■ Work instructions
For the records below, print the lines from the line with "pub mod config;" through the line with "pub use interfaces::http::create_router;" exactly as written; include both end lines and exclude the rest.

[Saved data entries]
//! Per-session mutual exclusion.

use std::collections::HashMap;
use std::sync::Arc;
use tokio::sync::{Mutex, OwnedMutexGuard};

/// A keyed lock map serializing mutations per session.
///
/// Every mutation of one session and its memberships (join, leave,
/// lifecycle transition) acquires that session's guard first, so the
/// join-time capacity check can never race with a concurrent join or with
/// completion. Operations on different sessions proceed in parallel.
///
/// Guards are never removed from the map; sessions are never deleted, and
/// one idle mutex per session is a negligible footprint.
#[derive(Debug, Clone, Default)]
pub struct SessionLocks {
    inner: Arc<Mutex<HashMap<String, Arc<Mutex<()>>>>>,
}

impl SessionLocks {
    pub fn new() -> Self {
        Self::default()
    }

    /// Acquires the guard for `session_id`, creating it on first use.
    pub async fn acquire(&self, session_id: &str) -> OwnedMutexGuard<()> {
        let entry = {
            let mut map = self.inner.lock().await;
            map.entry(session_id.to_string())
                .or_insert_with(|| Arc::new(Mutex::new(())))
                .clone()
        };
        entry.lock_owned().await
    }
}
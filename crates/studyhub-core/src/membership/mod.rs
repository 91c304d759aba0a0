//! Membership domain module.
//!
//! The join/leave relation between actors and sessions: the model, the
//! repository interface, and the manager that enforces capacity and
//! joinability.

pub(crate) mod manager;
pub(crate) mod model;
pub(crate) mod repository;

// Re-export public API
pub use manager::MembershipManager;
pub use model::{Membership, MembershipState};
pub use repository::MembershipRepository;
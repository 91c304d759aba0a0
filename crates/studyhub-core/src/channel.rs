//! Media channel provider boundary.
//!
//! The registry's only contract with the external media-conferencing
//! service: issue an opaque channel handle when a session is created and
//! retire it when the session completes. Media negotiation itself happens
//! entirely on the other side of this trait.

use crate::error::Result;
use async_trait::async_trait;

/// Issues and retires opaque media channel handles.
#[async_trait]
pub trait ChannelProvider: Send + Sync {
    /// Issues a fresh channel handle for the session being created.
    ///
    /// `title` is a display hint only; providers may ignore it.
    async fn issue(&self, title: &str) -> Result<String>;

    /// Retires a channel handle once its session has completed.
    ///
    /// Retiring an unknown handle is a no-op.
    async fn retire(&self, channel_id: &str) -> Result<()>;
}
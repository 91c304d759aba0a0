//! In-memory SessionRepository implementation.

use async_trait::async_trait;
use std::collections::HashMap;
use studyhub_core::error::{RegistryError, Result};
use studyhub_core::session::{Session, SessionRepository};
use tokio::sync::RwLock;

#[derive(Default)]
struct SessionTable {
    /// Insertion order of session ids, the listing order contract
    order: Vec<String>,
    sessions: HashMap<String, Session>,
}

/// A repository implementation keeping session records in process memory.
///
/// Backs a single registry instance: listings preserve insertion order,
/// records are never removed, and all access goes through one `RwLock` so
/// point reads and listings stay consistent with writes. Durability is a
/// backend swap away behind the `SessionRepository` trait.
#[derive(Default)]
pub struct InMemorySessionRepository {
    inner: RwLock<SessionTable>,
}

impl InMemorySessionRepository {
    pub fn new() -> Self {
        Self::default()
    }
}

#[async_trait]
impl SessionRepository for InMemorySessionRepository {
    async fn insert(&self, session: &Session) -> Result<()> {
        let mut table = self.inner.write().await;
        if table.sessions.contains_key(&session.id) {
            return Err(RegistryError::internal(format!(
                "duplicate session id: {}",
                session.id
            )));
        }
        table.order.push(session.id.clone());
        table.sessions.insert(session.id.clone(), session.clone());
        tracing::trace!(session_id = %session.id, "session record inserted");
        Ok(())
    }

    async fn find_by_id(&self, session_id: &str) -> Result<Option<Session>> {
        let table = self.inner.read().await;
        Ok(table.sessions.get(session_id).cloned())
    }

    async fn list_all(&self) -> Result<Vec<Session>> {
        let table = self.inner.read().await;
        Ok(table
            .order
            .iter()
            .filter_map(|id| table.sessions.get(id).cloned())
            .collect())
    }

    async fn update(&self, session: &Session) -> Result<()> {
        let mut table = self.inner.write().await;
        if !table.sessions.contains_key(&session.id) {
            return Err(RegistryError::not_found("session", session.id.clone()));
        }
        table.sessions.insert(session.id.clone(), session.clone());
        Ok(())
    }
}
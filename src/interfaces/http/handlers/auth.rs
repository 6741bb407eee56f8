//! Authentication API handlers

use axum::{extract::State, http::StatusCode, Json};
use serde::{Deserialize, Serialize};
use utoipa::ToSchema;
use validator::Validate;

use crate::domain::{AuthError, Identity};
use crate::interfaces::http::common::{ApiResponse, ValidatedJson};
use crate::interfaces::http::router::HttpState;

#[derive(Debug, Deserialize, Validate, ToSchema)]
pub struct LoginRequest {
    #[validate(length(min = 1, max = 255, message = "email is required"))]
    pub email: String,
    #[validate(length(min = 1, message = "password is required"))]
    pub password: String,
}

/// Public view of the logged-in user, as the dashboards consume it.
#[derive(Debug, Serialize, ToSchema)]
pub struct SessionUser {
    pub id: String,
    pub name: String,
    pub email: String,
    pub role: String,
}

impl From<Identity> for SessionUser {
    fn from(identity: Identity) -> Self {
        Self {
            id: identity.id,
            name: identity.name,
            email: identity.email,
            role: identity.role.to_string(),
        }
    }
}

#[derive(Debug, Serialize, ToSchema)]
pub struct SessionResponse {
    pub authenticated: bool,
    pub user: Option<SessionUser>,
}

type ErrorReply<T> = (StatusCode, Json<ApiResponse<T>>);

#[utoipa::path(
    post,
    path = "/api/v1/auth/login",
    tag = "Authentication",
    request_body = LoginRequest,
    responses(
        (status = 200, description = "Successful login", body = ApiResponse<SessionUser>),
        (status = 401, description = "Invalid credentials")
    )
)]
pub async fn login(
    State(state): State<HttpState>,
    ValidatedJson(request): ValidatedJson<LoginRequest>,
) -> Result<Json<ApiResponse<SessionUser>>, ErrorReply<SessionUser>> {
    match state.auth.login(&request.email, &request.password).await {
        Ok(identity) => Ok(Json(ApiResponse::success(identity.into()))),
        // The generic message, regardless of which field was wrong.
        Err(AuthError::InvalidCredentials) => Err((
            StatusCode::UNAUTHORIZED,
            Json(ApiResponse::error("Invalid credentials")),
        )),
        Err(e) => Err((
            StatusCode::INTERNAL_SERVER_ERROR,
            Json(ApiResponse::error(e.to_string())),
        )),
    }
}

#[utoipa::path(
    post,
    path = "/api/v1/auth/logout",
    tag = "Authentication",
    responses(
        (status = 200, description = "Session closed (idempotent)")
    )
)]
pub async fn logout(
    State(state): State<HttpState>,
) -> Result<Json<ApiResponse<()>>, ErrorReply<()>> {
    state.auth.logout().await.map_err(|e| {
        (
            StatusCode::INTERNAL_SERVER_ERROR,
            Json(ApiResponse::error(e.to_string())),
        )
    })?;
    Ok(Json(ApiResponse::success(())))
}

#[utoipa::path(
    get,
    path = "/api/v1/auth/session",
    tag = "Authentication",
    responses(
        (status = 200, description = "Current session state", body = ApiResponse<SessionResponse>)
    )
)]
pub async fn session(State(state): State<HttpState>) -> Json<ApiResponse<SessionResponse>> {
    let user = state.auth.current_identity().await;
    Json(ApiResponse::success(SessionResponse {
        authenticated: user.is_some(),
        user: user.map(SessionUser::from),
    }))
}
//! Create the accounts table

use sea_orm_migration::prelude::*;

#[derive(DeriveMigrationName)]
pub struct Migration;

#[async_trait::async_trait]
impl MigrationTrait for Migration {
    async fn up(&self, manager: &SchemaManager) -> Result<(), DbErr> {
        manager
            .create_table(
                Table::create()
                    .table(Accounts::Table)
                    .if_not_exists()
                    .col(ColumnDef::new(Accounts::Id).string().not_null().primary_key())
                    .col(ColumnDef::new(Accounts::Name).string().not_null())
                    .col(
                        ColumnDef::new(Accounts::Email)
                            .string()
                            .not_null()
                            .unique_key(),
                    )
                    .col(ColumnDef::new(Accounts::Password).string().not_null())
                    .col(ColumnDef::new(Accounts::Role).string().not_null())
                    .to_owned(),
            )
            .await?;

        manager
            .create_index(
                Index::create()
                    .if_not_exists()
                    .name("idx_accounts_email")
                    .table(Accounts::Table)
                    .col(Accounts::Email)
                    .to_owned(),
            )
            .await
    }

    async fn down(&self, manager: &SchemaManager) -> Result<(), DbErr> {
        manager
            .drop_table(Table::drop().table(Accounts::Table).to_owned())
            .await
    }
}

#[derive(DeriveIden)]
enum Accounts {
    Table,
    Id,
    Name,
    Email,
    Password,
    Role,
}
--
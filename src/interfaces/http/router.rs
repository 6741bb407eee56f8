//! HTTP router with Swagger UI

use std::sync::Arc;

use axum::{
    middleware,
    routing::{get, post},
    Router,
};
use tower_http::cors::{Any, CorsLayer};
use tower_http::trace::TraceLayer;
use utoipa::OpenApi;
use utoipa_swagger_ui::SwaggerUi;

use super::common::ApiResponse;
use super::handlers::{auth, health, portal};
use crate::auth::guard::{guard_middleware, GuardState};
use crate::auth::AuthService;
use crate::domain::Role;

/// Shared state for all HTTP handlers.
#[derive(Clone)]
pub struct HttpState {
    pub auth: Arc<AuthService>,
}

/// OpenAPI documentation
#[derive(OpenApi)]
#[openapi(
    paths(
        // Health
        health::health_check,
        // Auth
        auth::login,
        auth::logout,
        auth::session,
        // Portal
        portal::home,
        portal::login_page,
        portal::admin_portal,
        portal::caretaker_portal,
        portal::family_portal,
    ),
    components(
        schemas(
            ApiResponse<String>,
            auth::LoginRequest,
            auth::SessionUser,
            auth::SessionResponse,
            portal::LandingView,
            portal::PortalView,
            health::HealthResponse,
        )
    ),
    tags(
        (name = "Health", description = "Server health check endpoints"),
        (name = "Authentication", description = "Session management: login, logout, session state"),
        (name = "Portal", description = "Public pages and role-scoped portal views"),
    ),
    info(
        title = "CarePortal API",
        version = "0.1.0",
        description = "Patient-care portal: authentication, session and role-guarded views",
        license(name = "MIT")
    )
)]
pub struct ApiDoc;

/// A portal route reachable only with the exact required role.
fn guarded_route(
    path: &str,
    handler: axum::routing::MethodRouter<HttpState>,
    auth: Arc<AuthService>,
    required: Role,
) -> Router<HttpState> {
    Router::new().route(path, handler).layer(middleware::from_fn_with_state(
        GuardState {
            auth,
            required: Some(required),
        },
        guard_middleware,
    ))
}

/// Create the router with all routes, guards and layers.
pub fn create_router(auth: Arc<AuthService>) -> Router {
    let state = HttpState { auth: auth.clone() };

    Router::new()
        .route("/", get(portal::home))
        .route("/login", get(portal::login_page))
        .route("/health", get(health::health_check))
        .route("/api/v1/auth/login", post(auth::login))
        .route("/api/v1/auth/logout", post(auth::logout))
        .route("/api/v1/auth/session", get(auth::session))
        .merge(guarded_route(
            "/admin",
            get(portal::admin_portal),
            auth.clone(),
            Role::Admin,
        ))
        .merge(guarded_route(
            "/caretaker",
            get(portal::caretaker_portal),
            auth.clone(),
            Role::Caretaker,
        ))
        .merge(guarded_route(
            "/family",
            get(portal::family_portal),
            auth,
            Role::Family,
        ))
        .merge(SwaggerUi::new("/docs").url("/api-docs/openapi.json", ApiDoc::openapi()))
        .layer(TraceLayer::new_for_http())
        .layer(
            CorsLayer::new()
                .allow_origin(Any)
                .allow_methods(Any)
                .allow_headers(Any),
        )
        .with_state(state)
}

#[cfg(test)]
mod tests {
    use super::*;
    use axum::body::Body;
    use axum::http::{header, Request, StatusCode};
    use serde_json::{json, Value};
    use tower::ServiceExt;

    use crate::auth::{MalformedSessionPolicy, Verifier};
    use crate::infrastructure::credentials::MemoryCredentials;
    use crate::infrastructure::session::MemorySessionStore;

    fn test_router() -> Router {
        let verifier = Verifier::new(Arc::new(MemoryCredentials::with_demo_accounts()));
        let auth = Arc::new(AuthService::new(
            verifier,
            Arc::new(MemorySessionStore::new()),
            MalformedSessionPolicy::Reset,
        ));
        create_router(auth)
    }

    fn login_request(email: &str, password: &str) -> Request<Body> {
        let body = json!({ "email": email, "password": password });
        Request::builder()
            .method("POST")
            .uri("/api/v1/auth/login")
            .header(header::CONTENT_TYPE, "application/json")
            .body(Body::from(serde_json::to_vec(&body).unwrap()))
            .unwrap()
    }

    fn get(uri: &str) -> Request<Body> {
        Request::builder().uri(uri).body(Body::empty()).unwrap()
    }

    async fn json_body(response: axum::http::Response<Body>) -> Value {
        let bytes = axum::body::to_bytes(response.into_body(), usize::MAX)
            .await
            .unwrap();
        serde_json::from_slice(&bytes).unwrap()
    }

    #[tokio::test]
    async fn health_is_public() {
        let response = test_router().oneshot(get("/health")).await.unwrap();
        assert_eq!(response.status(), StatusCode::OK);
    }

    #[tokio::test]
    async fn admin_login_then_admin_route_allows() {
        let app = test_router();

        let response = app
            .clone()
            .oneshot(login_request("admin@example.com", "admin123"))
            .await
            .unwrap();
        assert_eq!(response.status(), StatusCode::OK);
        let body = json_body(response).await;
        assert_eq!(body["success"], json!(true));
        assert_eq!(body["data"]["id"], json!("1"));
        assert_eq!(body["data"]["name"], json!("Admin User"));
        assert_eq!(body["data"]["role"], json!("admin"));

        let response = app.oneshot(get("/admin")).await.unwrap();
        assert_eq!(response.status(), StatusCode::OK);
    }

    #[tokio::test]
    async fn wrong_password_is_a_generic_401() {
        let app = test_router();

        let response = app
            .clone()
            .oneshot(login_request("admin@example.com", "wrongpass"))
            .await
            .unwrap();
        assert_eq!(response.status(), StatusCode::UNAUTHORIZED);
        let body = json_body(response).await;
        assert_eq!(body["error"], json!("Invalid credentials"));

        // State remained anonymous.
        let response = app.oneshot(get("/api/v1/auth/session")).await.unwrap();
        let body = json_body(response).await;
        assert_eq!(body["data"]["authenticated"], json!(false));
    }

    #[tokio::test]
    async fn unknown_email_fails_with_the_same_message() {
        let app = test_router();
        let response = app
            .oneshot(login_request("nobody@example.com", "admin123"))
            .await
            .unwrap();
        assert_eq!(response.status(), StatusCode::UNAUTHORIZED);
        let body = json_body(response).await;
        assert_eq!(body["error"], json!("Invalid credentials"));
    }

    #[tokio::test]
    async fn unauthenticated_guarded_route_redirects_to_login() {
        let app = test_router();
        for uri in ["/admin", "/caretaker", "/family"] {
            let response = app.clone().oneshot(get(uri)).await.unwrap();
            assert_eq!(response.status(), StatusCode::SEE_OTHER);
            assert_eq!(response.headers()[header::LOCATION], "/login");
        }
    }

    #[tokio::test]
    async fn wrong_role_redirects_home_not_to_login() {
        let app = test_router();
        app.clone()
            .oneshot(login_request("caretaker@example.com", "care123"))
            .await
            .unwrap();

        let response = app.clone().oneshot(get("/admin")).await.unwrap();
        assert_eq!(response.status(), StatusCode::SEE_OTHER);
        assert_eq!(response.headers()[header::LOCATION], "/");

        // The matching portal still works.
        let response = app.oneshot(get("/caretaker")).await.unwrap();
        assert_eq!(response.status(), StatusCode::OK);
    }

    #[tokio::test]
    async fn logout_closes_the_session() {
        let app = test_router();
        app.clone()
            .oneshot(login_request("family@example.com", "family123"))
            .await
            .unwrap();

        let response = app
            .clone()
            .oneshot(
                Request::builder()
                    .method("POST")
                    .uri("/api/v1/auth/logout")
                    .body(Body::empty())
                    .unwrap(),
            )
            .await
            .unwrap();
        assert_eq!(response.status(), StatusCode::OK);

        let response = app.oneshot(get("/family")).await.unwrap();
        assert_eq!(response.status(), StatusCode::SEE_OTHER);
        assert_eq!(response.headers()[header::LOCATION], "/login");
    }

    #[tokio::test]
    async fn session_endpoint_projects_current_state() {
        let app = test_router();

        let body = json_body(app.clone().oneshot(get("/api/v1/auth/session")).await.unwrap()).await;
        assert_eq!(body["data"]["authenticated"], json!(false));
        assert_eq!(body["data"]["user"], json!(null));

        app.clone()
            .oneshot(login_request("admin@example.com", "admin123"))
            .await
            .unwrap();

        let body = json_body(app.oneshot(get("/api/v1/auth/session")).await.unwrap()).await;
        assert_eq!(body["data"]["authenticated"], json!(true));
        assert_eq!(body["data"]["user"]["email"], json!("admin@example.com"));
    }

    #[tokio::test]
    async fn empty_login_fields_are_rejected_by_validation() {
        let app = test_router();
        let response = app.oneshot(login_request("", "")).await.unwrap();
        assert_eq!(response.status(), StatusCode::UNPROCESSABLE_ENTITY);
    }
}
...
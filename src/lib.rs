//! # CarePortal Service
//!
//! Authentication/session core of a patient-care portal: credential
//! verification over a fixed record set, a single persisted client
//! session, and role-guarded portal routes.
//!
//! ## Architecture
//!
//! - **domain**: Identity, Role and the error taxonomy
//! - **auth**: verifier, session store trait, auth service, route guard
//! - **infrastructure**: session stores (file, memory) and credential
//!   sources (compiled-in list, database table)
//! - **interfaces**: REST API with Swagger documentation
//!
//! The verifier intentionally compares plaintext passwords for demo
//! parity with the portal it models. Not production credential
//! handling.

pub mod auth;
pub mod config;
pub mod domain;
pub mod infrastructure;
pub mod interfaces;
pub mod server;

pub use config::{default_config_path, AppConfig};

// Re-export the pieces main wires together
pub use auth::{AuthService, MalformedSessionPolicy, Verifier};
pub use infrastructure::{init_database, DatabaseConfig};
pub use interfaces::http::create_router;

■ Output of the task
pub mod config;
pub mod domain;
pub mod infrastructure;
pub mod interfaces;
pub mod server;

pub use config::{default_config_path, AppConfig};

// Re-export the pieces main wires together
pub use auth::{AuthService, MalformedSessionPolicy, Verifier};
pub use infrastructure::{init_database, DatabaseConfig};
pub use interfaces::http::create_router;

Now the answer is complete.